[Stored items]
_ _ _
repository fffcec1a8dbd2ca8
use anyhow::Result as Fallible;
use campus_db_sqlite::{Connections as ConnectionPool, DbReadOnly};
use rocket::{
    outcome::try_outcome,
    request::{FromRequest, Outcome},
    Request, State,
};
use std::ops::Deref;

/// The database connections of the managed state as a
/// request guard.
#[derive(Clone)]
pub struct Connections(ConnectionPool);

impl Connections {
    pub fn shared(&self) -> Fallible<DbReadOnly> {
        self.0.shared()
    }
}

impl From<ConnectionPool> for Connections {
    fn from(pool: ConnectionPool) -> Self {
        Self(pool)
    }
}

// The application flows operate on the pool itself
impl Deref for Connections {
    type Target = ConnectionPool;
    fn deref(&self) -> &Self::Target {
        &self.0
    }
}

#[rocket::async_trait]
impl<'r> FromRequest<'r> for Connections {
    type Error = ();

    async fn from_request(request: &'r Request<'_>) -> Outcome<Self, Self::Error> {
        let connections = try_outcome!(request.guard::<&State<Connections>>().await);
        Outcome::Success(connections.inner().clone())
    }
}
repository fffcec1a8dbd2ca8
pub mod json;
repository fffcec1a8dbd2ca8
use super::{location::*, *};

impl PlaceRepo for DbReadOnly<'_> {
    fn get_place(&self, id: PlaceId) -> Result<Place> {
        get_place(&mut self.conn.borrow_mut(), id)
    }
    fn all_places(&self, campus_id: Option<CampusId>) -> Result<Vec<Place>> {
        all_places(&mut self.conn.borrow_mut(), campus_id)
    }
    fn create_place(&self, data: &PlaceData) -> Result<PlaceId> {
        create_place(&mut self.conn.borrow_mut(), data)
    }
    fn update_place(&self, id: PlaceId, data: &PlaceData) -> Result<()> {
        update_place(&mut self.conn.borrow_mut(), id, data)
    }
    fn delete_place(&self, id: PlaceId) -> Result<()> {
        delete_place(&mut self.conn.borrow_mut(), id)
    }
}

impl PlaceRepo for DbConnection<'_> {
    fn get_place(&self, id: PlaceId) -> Result<Place> {
        get_place(&mut self.conn.borrow_mut(), id)
    }
    fn all_places(&self, campus_id: Option<CampusId>) -> Result<Vec<Place>> {
        all_places(&mut self.conn.borrow_mut(), campus_id)
    }
    fn create_place(&self, data: &PlaceData) -> Result<PlaceId> {
        create_place(&mut self.conn.borrow_mut(), data)
    }
    fn update_place(&self, id: PlaceId, data: &PlaceData) -> Result<()> {
        update_place(&mut self.conn.borrow_mut(), id, data)
    }
    fn delete_place(&self, id: PlaceId) -> Result<()> {
        delete_place(&mut self.conn.borrow_mut(), id)
    }
}

fn load_place_images(conn: &mut SqliteConnection, place_rowid: i64) -> Result<Vec<String>> {
    use schema::place_image::dsl;
    schema::place_image::table
        .select(dsl::url)
        .filter(dsl::parent_rowid.eq(place_rowid))
        .order_by(dsl::pos)
        .load::<String>(conn)
        .map_err(from_diesel_err)
}

fn load_place(conn: &mut SqliteConnection, place: models::Place) -> Result<Place> {
    let models::Place {
        rowid,
        name,
        campus_rowid,
        place_type_rowid,
        location_rowid,
    } = place;
    let location = load_location(conn, location_rowid)?;
    let images = load_place_images(conn, rowid)?;
    Ok(Place {
        id: rowid.into(),
        name,
        campus_id: campus_rowid.into(),
        place_type_id: place_type_rowid.map(Into::into),
        location,
        images,
    })
}

fn get_place_row(conn: &mut SqliteConnection, id: PlaceId) -> Result<models::Place> {
    schema::place::table
        .find(IdValue::from(id))
        .first(conn)
        .map_err(from_diesel_err)
}

fn get_place(conn: &mut SqliteConnection, id: PlaceId) -> Result<Place> {
    let place = get_place_row(conn, id)?;
    load_place(conn, place)
}

fn all_places(conn: &mut SqliteConnection, campus_id: Option<CampusId>) -> Result<Vec<Place>> {
    use schema::place::dsl;
    let mut query = schema::place::table.order_by(dsl::name).into_boxed();
    if let Some(campus_id) = campus_id {
        query = query.filter(dsl::campus_rowid.eq(IdValue::from(campus_id)));
    }
    let rows = query
        .load::<models::Place>(conn)
        .map_err(from_diesel_err)?;
    let mut places = Vec::with_capacity(rows.len());
    for row in rows {
        places.push(load_place(conn, row)?);
    }
    Ok(places)
}

fn insert_place_images(conn: &mut SqliteConnection, place_rowid: i64, images: &[String]) -> Result<()> {
    let insertable_images: Vec<_> = images
        .iter()
        .enumerate()
        .map(|(pos, url)| models::NewPlaceImage {
            parent_rowid: place_rowid,
            pos: pos as i32,
            url: url.as_str(),
        })
        .collect();
    diesel::insert_into(schema::place_image::table)
        .values(&insertable_images)
        .execute(conn)
        .map_err(from_diesel_err)?;
    Ok(())
}

fn delete_place_images(conn: &mut SqliteConnection, place_rowid: i64) -> Result<()> {
    use schema::place_image::dsl;
    diesel::delete(schema::place_image::table.filter(dsl::parent_rowid.eq(place_rowid)))
        .execute(conn)
        .map_err(from_diesel_err)?;
    Ok(())
}

fn create_place(conn: &mut SqliteConnection, data: &PlaceData) -> Result<PlaceId> {
    let PlaceData {
        name,
        campus_id,
        place_type_id,
        geometry,
        description,
        images,
    } = data;
    let location_rowid = insert_location(conn, geometry, description.as_deref())?;
    diesel::insert_into(schema::place::table)
        .values(&models::NewPlace {
            name,
            campus_rowid: IdValue::from(*campus_id),
            place_type_rowid: place_type_id.map(IdValue::from),
            location_rowid,
        })
        .execute(conn)
        .map_err(from_diesel_err)?;
    let rowid = inserted_rowid(conn)?;
    insert_place_images(conn, rowid, images)?;
    Ok(rowid.into())
}

fn update_place(conn: &mut SqliteConnection, id: PlaceId, data: &PlaceData) -> Result<()> {
    let PlaceData {
        name,
        campus_id,
        place_type_id,
        geometry,
        description,
        images,
    } = data;
    let models::Place {
        rowid,
        location_rowid,
        ..
    } = get_place_row(conn, id)?;
    update_location(conn, location_rowid, geometry, description.as_deref())?;
    use schema::place::dsl;
    diesel::update(schema::place::table.filter(dsl::rowid.eq(rowid)))
        .set(&models::NewPlace {
            name,
            campus_rowid: IdValue::from(*campus_id),
            place_type_rowid: place_type_id.map(IdValue::from),
            location_rowid,
        })
        .execute(conn)
        .map_err(from_diesel_err)?;
    delete_place_images(conn, rowid)?;
    insert_place_images(conn, rowid, images)?;
    Ok(())
}

fn delete_place(conn: &mut SqliteConnection, id: PlaceId) -> Result<()> {
    let models::Place {
        rowid,
        location_rowid,
        ..
    } = get_place_row(conn, id)?;
    let route_count = {
        use schema::route_place::dsl;
        schema::route_place::table
            .select(diesel::dsl::count(dsl::route_rowid))
            .filter(dsl::place_rowid.eq(rowid))
            .first::<i64>(conn)
            .map_err(from_diesel_err)?
    };
    if route_count > 0 {
        log::info!("Place {id} is still referenced by {route_count} routes");
        return Err(repo::Error::Integrity(
            "El lugar está asignado a una o más rutas".to_string(),
        ));
    }
    delete_place_images(conn, rowid)?;
    {
        use schema::place::dsl;
        diesel::delete(schema::place::table.filter(dsl::rowid.eq(rowid)))
            .execute(conn)
            .map_err(from_diesel_err)?;
    }
    delete_location(conn, location_rowid)
}
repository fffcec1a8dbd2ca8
use crate::{id::*, location::GeographicLocation};

#[derive(Debug, Clone, PartialEq, Eq)]
pub struct Place {
    pub id: PlaceId,
    pub name: String,
    pub campus_id: CampusId,
    pub place_type_id: Option<PlaceTypeId>,
    pub location: GeographicLocation,
    // URLs of the images, in display order
    pub images: Vec<String>,
}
_ _ _
## Problem requirements
Return every line of the records in which the word "FromRequest" is found.

## Solution to the exercise
    request::{FromRequest, Outcome},
impl<'r> FromRequest<'r> for Connections {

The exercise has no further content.